What to work on: Each line in the entries below that holds the string "GraphSnapshot" is to be listed.

Records drawn from a dataset
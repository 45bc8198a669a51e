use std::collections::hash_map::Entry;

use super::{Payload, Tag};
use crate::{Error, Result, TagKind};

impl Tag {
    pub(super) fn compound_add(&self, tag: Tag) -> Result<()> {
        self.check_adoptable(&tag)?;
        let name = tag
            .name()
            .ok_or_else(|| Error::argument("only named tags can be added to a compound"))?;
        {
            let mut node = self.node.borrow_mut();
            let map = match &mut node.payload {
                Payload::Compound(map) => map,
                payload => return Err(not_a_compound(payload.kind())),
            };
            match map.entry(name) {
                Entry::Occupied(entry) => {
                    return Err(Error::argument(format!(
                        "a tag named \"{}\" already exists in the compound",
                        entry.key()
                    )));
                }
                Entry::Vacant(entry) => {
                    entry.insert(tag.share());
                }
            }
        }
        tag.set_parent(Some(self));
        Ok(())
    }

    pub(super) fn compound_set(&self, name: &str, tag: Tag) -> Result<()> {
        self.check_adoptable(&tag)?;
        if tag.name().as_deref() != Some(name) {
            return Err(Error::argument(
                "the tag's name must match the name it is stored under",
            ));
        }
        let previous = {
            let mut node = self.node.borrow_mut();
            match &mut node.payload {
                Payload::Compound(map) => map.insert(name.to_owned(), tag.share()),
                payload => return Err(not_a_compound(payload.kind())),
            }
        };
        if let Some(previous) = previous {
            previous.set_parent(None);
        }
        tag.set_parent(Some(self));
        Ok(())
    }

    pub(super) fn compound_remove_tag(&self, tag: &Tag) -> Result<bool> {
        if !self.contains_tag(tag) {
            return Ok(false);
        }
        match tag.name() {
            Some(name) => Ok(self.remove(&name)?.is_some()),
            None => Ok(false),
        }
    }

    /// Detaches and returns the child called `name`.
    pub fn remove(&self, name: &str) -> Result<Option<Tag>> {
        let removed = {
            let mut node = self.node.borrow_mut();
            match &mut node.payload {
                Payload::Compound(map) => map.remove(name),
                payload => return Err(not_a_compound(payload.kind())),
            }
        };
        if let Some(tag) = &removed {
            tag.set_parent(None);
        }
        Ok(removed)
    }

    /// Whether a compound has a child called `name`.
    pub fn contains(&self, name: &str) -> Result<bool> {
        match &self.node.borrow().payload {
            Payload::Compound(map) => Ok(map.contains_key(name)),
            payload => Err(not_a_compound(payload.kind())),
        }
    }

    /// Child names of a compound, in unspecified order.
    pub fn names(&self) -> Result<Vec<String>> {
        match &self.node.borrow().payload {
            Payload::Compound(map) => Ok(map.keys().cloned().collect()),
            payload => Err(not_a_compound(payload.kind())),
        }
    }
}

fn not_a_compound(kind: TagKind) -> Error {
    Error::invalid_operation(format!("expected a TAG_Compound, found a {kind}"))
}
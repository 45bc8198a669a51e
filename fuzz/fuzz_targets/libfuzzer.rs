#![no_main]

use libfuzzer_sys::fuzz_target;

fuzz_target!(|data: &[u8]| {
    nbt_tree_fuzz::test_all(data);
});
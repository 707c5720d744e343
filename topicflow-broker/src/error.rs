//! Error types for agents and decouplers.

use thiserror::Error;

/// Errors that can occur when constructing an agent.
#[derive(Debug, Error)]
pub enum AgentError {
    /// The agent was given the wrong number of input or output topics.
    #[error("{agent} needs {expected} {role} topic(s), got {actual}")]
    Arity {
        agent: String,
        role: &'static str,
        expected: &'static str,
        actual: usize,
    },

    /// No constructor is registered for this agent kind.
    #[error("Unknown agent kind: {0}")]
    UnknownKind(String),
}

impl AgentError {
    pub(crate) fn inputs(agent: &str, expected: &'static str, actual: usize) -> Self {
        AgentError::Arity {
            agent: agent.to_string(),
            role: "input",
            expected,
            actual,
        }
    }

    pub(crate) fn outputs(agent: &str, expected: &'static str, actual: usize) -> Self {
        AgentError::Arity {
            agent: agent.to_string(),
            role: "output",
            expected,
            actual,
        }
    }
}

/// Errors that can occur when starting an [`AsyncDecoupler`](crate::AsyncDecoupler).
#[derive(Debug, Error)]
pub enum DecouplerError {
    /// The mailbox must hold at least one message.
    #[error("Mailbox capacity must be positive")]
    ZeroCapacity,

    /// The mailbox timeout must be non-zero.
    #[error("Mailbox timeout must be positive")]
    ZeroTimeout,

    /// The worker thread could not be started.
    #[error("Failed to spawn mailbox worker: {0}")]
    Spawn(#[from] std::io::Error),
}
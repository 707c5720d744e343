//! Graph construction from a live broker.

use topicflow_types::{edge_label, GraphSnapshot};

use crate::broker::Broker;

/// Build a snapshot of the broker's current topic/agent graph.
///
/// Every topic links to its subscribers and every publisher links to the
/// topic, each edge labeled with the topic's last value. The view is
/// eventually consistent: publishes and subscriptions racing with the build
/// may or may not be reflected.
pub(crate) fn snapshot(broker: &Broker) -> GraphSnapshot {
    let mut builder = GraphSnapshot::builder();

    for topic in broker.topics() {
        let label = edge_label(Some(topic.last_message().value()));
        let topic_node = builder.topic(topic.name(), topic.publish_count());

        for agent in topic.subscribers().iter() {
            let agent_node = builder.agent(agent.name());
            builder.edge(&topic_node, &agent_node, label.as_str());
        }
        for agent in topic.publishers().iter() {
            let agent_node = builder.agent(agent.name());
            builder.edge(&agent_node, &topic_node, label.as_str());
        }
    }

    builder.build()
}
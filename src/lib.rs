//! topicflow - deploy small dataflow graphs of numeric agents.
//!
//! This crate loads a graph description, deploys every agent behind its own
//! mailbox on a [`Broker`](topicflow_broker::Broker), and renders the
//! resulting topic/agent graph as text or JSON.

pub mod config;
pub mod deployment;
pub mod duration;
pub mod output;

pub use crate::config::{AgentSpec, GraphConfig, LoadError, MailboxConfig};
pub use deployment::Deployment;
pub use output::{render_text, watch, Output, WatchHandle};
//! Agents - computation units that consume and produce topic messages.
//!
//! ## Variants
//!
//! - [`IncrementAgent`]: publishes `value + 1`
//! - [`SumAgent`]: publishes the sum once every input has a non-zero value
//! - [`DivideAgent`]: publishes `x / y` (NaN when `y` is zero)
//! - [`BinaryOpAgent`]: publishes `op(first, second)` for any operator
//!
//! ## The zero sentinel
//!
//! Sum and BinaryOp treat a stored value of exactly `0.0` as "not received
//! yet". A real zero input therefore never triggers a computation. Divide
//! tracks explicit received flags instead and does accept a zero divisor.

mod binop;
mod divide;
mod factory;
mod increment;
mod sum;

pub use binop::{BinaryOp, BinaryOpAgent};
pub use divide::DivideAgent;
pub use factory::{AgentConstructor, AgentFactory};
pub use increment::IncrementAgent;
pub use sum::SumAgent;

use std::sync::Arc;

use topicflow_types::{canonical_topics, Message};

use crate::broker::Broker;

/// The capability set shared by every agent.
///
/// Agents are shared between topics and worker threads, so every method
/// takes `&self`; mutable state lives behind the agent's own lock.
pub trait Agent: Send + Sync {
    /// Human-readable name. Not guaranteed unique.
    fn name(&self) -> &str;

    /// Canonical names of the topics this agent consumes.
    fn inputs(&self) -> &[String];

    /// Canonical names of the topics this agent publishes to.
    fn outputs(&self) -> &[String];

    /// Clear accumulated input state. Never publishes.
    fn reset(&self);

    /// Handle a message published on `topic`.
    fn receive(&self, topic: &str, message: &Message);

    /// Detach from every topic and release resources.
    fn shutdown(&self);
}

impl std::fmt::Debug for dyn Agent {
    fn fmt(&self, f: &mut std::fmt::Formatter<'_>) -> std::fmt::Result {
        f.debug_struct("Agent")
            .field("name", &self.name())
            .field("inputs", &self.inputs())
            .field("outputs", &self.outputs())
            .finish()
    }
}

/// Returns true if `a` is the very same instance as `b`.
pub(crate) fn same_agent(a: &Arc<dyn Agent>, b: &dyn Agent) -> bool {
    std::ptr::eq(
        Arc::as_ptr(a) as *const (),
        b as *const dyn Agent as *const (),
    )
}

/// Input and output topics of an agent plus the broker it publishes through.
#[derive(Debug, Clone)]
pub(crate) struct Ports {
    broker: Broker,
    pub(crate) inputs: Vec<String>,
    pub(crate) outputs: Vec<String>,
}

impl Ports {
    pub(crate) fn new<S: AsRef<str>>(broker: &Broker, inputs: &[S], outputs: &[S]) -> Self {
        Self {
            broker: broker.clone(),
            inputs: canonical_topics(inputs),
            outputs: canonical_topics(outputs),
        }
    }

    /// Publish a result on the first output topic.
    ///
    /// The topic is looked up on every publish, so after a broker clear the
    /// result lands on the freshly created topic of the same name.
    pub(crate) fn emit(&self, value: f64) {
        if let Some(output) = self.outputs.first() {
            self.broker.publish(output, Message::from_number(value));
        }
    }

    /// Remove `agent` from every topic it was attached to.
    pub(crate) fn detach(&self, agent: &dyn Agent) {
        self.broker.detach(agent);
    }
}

Written answer:
use topicflow_types::{edge_label, GraphSnapshot};
pub(crate) fn snapshot(broker: &Broker) -> GraphSnapshot {
    let mut builder = GraphSnapshot::builder();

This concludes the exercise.